◆ Data to process
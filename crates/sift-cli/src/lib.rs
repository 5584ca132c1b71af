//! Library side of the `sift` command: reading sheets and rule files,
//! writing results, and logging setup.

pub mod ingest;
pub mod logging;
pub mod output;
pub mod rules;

◆ Exercise details
Could you copy the listing above word for word?

◆ Output for this task
filename crates/sift-cli/src/lib.rs
repository 5584ca132c1b71af
//! Library side of the `sift` command: reading sheets and rule files,
//! writing results, and logging setup.

pub mod ingest;
pub mod logging;
pub mod output;
pub mod rules;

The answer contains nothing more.